Bundled with Local Regression Studio v1.0.11. These files work offline and on static hosting such as GitHub Pages.

Approval and Operation Guide

Approval and Operation Guide

Application: Local Regression Studio v1.0.11

Purpose

v1.0.11 separates model development from routine prediction. A technical user trains and validates a model, a responsible reviewer records an approval decision, and an operator loads an approved package in prediction-only mode.

This is a governance aid. It does not replace an organization’s authorization, quality, security or regulatory processes.

1. Prepare the model for review

Before approval:

  1. Use a defensible training/validation/test split.
  2. Review data-quality findings.
  3. Compare suitable candidate models.
  4. Inspect residual, uncertainty and group diagnostics.
  5. Configure measurable acceptance criteria.
  6. Confirm that the active model’s acceptance result is appropriate.

Full Approved status requires the configured acceptance criteria to pass. Approved with conditions requires written conditions.

2. Record operational documentation

The approval workspace records:

  • Model name
  • Model owner
  • Reviewer or approver
  • Decision date
  • Next review date
  • Intended use
  • Prohibited or unsupported uses
  • Known limitations
  • Approval conditions
  • Decision notes

Be specific. For example, name the supported process, sites, populations, materials, instruments, input range and decision type.

3. Approval statuses

Draft

The model is still being developed or reviewed. It cannot be exported as an approved package.

Approved

The configured acceptance criteria passed, required documentation is complete, and the review date is current.

Approved with conditions

The model may be used only under the documented conditions. This status requires a non-empty conditions field.

Rejected

The model is not authorized for operation. Record the reason and required corrective action.

Retired

The model was previously used but is no longer authorized. Retain the record for traceability.

4. Operational input schema

The app derives ranges and categories from the fitted training preprocessor. These values are read-only. Add optional units and descriptions for operators.

Examples:

Feature Unit Description
temperature °C Reactor inlet temperature
pressure bar Absolute operating pressure
material Approved material grade

A unit recorded in the package is documentation; the CSV format itself cannot prove that a numeric value was measured in that unit. Operators must follow the documented data procedure.

5. Validation report

Choose Download validation report (HTML). The report includes:

  • Model and dataset identity
  • Dataset fingerprint
  • Intended and prohibited uses
  • Approval state and history
  • Independent test metrics
  • Acceptance outcomes
  • Operational input schema
  • Limitations and conditions

Open the HTML file in a browser and use Print or save as PDF when a PDF record is required.

6. Approved prediction package

Choose Download approved prediction package only after the model is operationally eligible.

The package contains:

  • Fitted preprocessing and model
  • Target transformation
  • Approval record
  • Validation/evaluation summaries
  • Operational input schema
  • Up to three embedded self-test input/output vectors
  • SHA-256 integrity metadata

The original training CSV is not included.

7. Prediction-only mode

On an operator computer:

  1. Start the application.
  2. Choose Prediction-only mode.
  3. Load the .mlpredict.json package.
  4. Confirm the green package summary.
  5. Upload a compatible prediction CSV.
  6. Review applicability warnings.
  7. Download predicted values.

The app verifies integrity, approval status, review date and self-tests before enabling operational use.

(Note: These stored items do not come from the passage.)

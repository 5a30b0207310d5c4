//! Calculator tab view

use super::{field_line, section_title, stat_line};
use crate::app::App;
use ratatui::{
    layout::{Constraint, Direction, Layout, Rect},
    style::{Color, Modifier, Style},
    text::{Line, Span},
    widgets::{Block, Borders, List, ListItem, Paragraph},
    Frame,
};
use skill_core::{Calculation, InputField};

pub fn draw(f: &mut Frame, app: &App, area: Rect) {
    let chunks = Layout::default()
        .direction(Direction::Horizontal)
        .constraints([Constraint::Percentage(50), Constraint::Percentage(50)])
        .split(area);

    let left = Layout::default()
        .direction(Direction::Vertical)
        .constraints([
            Constraint::Length(InputField::all().len() as u16 + 5), // Form
            Constraint::Min(0),                                     // Overview
        ])
        .split(chunks[0]);

    let right = Layout::default()
        .direction(Direction::Vertical)
        .constraints([
            Constraint::Min(16),   // Results
            Constraint::Length(8), // Hit log
        ])
        .split(chunks[1]);

    draw_form(f, app, left[0]);
    draw_overview(f, app, left[1]);
    draw_results(f, app, right[0]);
    draw_hit_log(f, app, right[1]);
}

fn draw_form(f: &mut Frame, app: &App, area: Rect) {
    let mut lines: Vec<Line> = InputField::all()
        .iter()
        .enumerate()
        .map(|(i, field)| {
            let label = if field.is_optional() {
                format!("{} (opt)", field.label())
            } else {
                field.label().to_string()
            };
            field_line(&label, app.form.get(*field), i == app.selected_field)
        })
        .collect();

    let onrush_selected = app.on_onrush_row();
    let checkbox = if app.form.onrush_active { "[x]" } else { "[ ]" };
    lines.push(Line::from(""));
    lines.push(Line::from(vec![
        Span::styled(
            if onrush_selected { "► " } else { "  " },
            Style::default().fg(Color::Yellow),
        ),
        Span::styled(
            format!("{} Onrush Active (+10% Crit Rate)", checkbox),
            if onrush_selected {
                Style::default().fg(Color::Yellow).add_modifier(Modifier::BOLD)
            } else {
                Style::default().fg(Color::Cyan)
            },
        ),
    ]));

    let totals = app.upgrade_totals();
    lines.push(Line::from(Span::styled(
        format!(
            "  Grandmaster: level {} (+{:.2}%) from Books tab",
            totals.level, totals.bonus_percent
        ),
        Style::default().fg(Color::DarkGray),
    )));

    let paragraph = Paragraph::new(lines)
        .block(Block::default().borders(Borders::ALL).title(" Build "));
    f.render_widget(paragraph, area);
}

fn draw_overview(f: &mut Frame, app: &App, area: Rect) {
    let overview = app.overview();
    let lines: Vec<Line> = overview
        .lines()
        .into_iter()
        .map(|(label, value)| stat_line(label, value))
        .collect();

    let paragraph = Paragraph::new(lines)
        .block(Block::default().borders(Borders::ALL).title(" Combat Stats Overview "));
    f.render_widget(paragraph, area);
}

fn draw_results(f: &mut Frame, app: &App, area: Rect) {
    let lines: Vec<Line> = match &app.outcome {
        None => vec![Line::from(Span::styled(
            "Press Enter to calculate",
            Style::default().fg(Color::DarkGray),
        ))],
        Some(Err(e)) => vec![Line::from(Span::styled(
            format!("⚠ {}", e),
            Style::default().fg(Color::Red).add_modifier(Modifier::BOLD),
        ))],
        Some(Ok(calc)) => {
            let mut lines = vec![section_title(match calc {
                Calculation::Full(_) => "Damage",
                Calculation::RatesOnly(_) => "Rates Only",
            })];
            lines.extend(calc.summary_lines().into_iter().map(|text| {
                let is_crit_line =
                    text.starts_with("Crit Damage:") || text.starts_with("Avg Hit (crit)");
                let style = if is_crit_line {
                    Style::default().fg(Color::Yellow)
                } else if text.starts_with("Expected Hit") {
                    Style::default().fg(Color::Green).add_modifier(Modifier::BOLD)
                } else {
                    Style::default().fg(Color::White)
                };
                Line::from(Span::styled(text, style))
            }));
            lines.push(Line::from(""));
            lines.push(Line::from(Span::styled(
                "Zero enemy defense assumed",
                Style::default().fg(Color::DarkGray),
            )));
            lines
        }
    };

    let paragraph = Paragraph::new(lines)
        .block(Block::default().borders(Borders::ALL).title(" Results "));
    f.render_widget(paragraph, area);
}

fn draw_hit_log(f: &mut Frame, app: &App, area: Rect) {
    let items: Vec<ListItem> = app
        .hit_log
        .iter()
        .take(area.height.saturating_sub(2) as usize)
        .map(|line| {
            let style = if line.starts_with("CRIT!") {
                Style::default().fg(Color::Yellow).add_modifier(Modifier::BOLD)
            } else {
                Style::default().fg(Color::White)
            };
            ListItem::new(Line::from(Span::styled(line.clone(), style)))
        })
        .collect();

    let list = List::new(items).block(Block::default().borders(Borders::ALL).title(" Hits (r) "));
    f.render_widget(list, area);
}
//! Free-text form fields and their parsed values

use crate::stats::OverviewInputs;
use crate::types::InputField;
use serde::{Deserialize, Serialize};

/// Parse one free-text field.
///
/// Empty, non-numeric and non-finite text all count as missing.
pub fn parse_field(text: &str) -> Option<f64> {
    text.trim().parse::<f64>().ok().filter(|v| v.is_finite())
}

/// Calculator form as typed by the user
#[derive(Debug, Clone, Default, PartialEq, Serialize, Deserialize)]
#[serde(default)]
pub struct InputForm {
    pub base_damage_min: String,
    pub base_damage_max: String,
    pub attack_power: String,
    pub secondary_bonus: String,
    pub crit_points: String,
    pub crit_damage_points: String,
    pub accuracy_points: String,
    pub debuff_resist_points: String,
    pub balance_factor: String,
    pub onrush_active: bool,
}

impl InputForm {
    pub fn get(&self, field: InputField) -> &str {
        match field {
            InputField::BaseDamageMin => &self.base_damage_min,
            InputField::BaseDamageMax => &self.base_damage_max,
            InputField::AttackPower => &self.attack_power,
            InputField::SecondaryBonus => &self.secondary_bonus,
            InputField::CritPoints => &self.crit_points,
            InputField::CritDamagePoints => &self.crit_damage_points,
            InputField::AccuracyPoints => &self.accuracy_points,
            InputField::DebuffResistPoints => &self.debuff_resist_points,
            InputField::BalanceFactor => &self.balance_factor,
        }
    }

    pub fn get_mut(&mut self, field: InputField) -> &mut String {
        match field {
            InputField::BaseDamageMin => &mut self.base_damage_min,
            InputField::BaseDamageMax => &mut self.base_damage_max,
            InputField::AttackPower => &mut self.attack_power,
            InputField::SecondaryBonus => &mut self.secondary_bonus,
            InputField::CritPoints => &mut self.crit_points,
            InputField::CritDamagePoints => &mut self.crit_damage_points,
            InputField::AccuracyPoints => &mut self.accuracy_points,
            InputField::DebuffResistPoints => &mut self.debuff_resist_points,
            InputField::BalanceFactor => &mut self.balance_factor,
        }
    }

    pub fn set(&mut self, field: InputField, value: impl Into<String>) {
        *self.get_mut(field) = value.into();
    }

    pub fn value(&self, field: InputField) -> Option<f64> {
        parse_field(self.get(field))
    }

    /// Parse every field
    pub fn parse(&self) -> RawInputs {
        RawInputs {
            base_damage_min: self.value(InputField::BaseDamageMin),
            base_damage_max: self.value(InputField::BaseDamageMax),
            attack_power: self.value(InputField::AttackPower),
            secondary_bonus_percent: self.value(InputField::SecondaryBonus).unwrap_or(0.0),
            crit_points: self.value(InputField::CritPoints),
            crit_damage_points: self.value(InputField::CritDamagePoints),
            accuracy_points: self.value(InputField::AccuracyPoints),
            debuff_resist_points: self.value(InputField::DebuffResistPoints),
            onrush_active: self.onrush_active,
            balance_factor: self
                .value(InputField::BalanceFactor)
                .unwrap_or(DEFAULT_BALANCE_FACTOR),
        }
    }
}

/// Balance factor used when the field is left empty
pub const DEFAULT_BALANCE_FACTOR: f64 = 1.0;

/// Parsed inputs; `None` marks a missing field
#[derive(Debug, Clone, Copy, PartialEq, Serialize, Deserialize)]
pub struct RawInputs {
    pub base_damage_min: Option<f64>,
    pub base_damage_max: Option<f64>,
    pub attack_power: Option<f64>,
    /// Soul badge bonus in percent of AP, 0 when empty
    pub secondary_bonus_percent: f64,
    pub crit_points: Option<f64>,
    pub crit_damage_points: Option<f64>,
    pub accuracy_points: Option<f64>,
    pub debuff_resist_points: Option<f64>,
    pub onrush_active: bool,
    pub balance_factor: f64,
}

impl Default for RawInputs {
    fn default() -> Self {
        RawInputs {
            base_damage_min: None,
            base_damage_max: None,
            attack_power: None,
            secondary_bonus_percent: 0.0,
            crit_points: None,
            crit_damage_points: None,
            accuracy_points: None,
            debuff_resist_points: None,
            onrush_active: false,
            balance_factor: DEFAULT_BALANCE_FACTOR,
        }
    }
}

impl RawInputs {
    /// Copy with every non-finite value treated like an empty field
    pub fn finite_only(&self) -> RawInputs {
        let finite = |value: Option<f64>| value.filter(|v| v.is_finite());
        RawInputs {
            base_damage_min: finite(self.base_damage_min),
            base_damage_max: finite(self.base_damage_max),
            attack_power: finite(self.attack_power),
            secondary_bonus_percent: finite(Some(self.secondary_bonus_percent)).unwrap_or(0.0),
            crit_points: finite(self.crit_points),
            crit_damage_points: finite(self.crit_damage_points),
            accuracy_points: finite(self.accuracy_points),
            debuff_resist_points: finite(self.debuff_resist_points),
            onrush_active: self.onrush_active,
            balance_factor: finite(Some(self.balance_factor)).unwrap_or(DEFAULT_BALANCE_FACTOR),
        }
    }

    /// The subset feeding the combat overview
    pub fn overview_inputs(&self) -> OverviewInputs {
        let raw = self.finite_only();
        OverviewInputs {
            crit_points: raw.crit_points,
            crit_damage_points: raw.crit_damage_points,
            accuracy_points: raw.accuracy_points,
            debuff_resist_points: raw.debuff_resist_points,
            onrush_active: raw.onrush_active,
        }
    }
}
//! Calculation results

use crate::stats::{percent_or_dash, CombatOverview};
use crate::types::DamageRange;
use crate::upgrade::UpgradeTotals;
use serde::{Deserialize, Serialize};

/// Full damage breakdown for one build
#[derive(Debug, Clone, PartialEq, Serialize, Deserialize)]
pub struct DamageResult {
    // === Ranges ===
    /// Base range as entered
    pub base_range: DamageRange,
    /// Base range after Grandmaster upgrades
    pub base_range_with_upgrade: DamageRange,
    pub non_crit_range: DamageRange,
    pub crit_range: DamageRange,

    // === Averages ===
    pub avg_non_crit: f64,
    pub avg_crit: f64,
    /// Average hit weighted by crit rate
    pub expected_hit: f64,

    // === Derived stats ===
    pub crit_rate_percent: f64,
    pub crit_multiplier_percent: f64,
    pub crit_scale: f64,
    pub accuracy_percent: Option<f64>,
    pub debuff_resist_percent: Option<f64>,

    /// Upgrades that were applied
    pub upgrade: UpgradeTotals,
}

impl DamageResult {
    /// Crit chance as a probability in [0, 1]
    pub fn crit_chance(&self) -> f64 {
        (self.crit_rate_percent / 100.0).clamp(0.0, 1.0)
    }

    /// Derived stats as an overview record
    pub fn overview(&self) -> CombatOverview {
        CombatOverview {
            crit_rate_percent: Some(self.crit_rate_percent),
            crit_multiplier_percent: Some(self.crit_multiplier_percent),
            crit_scale: Some(self.crit_scale),
            accuracy_percent: self.accuracy_percent,
            debuff_resist_percent: self.debuff_resist_percent,
        }
    }

    /// Result panel lines
    pub fn summary_lines(&self) -> Vec<String> {
        vec![
            format!("Base Damage (no GM): {:.0}", self.base_range),
            format!(
                "Base Damage (with GM {}): {:.2}",
                self.upgrade.level, self.base_range_with_upgrade
            ),
            format!("Non-Crit Damage: {:.2}", self.non_crit_range),
            format!("Crit Damage: {:.2}", self.crit_range),
            format!("Avg Hit (non-crit): {:.2}", self.avg_non_crit),
            format!("Avg Hit (crit): {:.2}", self.avg_crit),
            format!("Expected Hit: {:.2}", self.expected_hit),
            format!("Crit Rate: {:.2}%", self.crit_rate_percent),
            format!("Crit Damage Multiplier: {:.2}%", self.crit_multiplier_percent),
            format!("Crit Scale: {:.3}", self.crit_scale),
            format!("Accuracy: {}", percent_or_dash(self.accuracy_percent)),
            format!("Debuff Resistance: {}", percent_or_dash(self.debuff_resist_percent)),
        ]
    }
}

/// Average of a non-crit and a crit hit weighted by crit chance
pub fn expected_hit(avg_non_crit: f64, avg_crit: f64, crit_rate_percent: f64) -> f64 {
    let p = (crit_rate_percent / 100.0).clamp(0.0, 1.0);
    avg_non_crit * (1.0 - p) + avg_crit * p
}

/// Outcome of a successful calculation
#[derive(Debug, Clone, PartialEq, Serialize, Deserialize)]
#[serde(tag = "kind", rename_all = "snake_case")]
pub enum Calculation {
    /// Every required field was present
    Full(DamageResult),
    /// Base damage or AP missing; only the stat curves could be evaluated
    RatesOnly(CombatOverview),
}

impl Calculation {
    pub fn damage(&self) -> Option<&DamageResult> {
        match self {
            Calculation::Full(result) => Some(result),
            Calculation::RatesOnly(_) => None,
        }
    }

    pub fn overview(&self) -> CombatOverview {
        match self {
            Calculation::Full(result) => result.overview(),
            Calculation::RatesOnly(overview) => *overview,
        }
    }

    pub fn summary_lines(&self) -> Vec<String> {
        match self {
            Calculation::Full(result) => result.summary_lines(),
            Calculation::RatesOnly(overview) => {
                let mut lines = vec!["Base damage or AP missing, showing rates only".to_string()];
                lines.extend(
                    overview
                        .lines()
                        .into_iter()
                        .map(|(label, value)| format!("{}: {}", label, value)),
                );
                lines
            }
        }
    }
}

8. Prediction output provenance

Downloaded prediction CSV files include:

  • package_id
  • approval_status
  • review_date
  • integrity_verified
  • Applicability status and reasons
  • Prediction and interval fields

Keep these columns with operational records.

9. Package review and retirement

Before the review date:

  • Compare recent measured outcomes with predictions.
  • Investigate distribution shift and new categories.
  • Reassess group performance and interval coverage.
  • Retrain or revalidate when the data-generating process changes.
  • Issue a new package after approval.

Do not edit an approved JSON package manually. Any edit causes integrity verification to fail.

10. Security limitations

SHA-256 confirms that the package has not changed since export. It is not a digital signature and does not prove the identity of the approver. Store packages in an access-controlled location and use organizational signing or document-management controls when required.


v1.0 deployment and governance

v1.0 preserves the documented modelling behaviour and adds separate deployment editions, versioned governance lifecycle records, monitoring and revalidation, model-change assessments, local recovery, stricter import/export validation, and optional verification of organizational signatures against deployment-pinned public keys. See the package-root DEPLOYMENT_GUIDE.md, GOVERNANCE_GUIDE.md, MONITORING_GUIDE.md, SECURITY.md, and MIGRATION_GUIDE.md.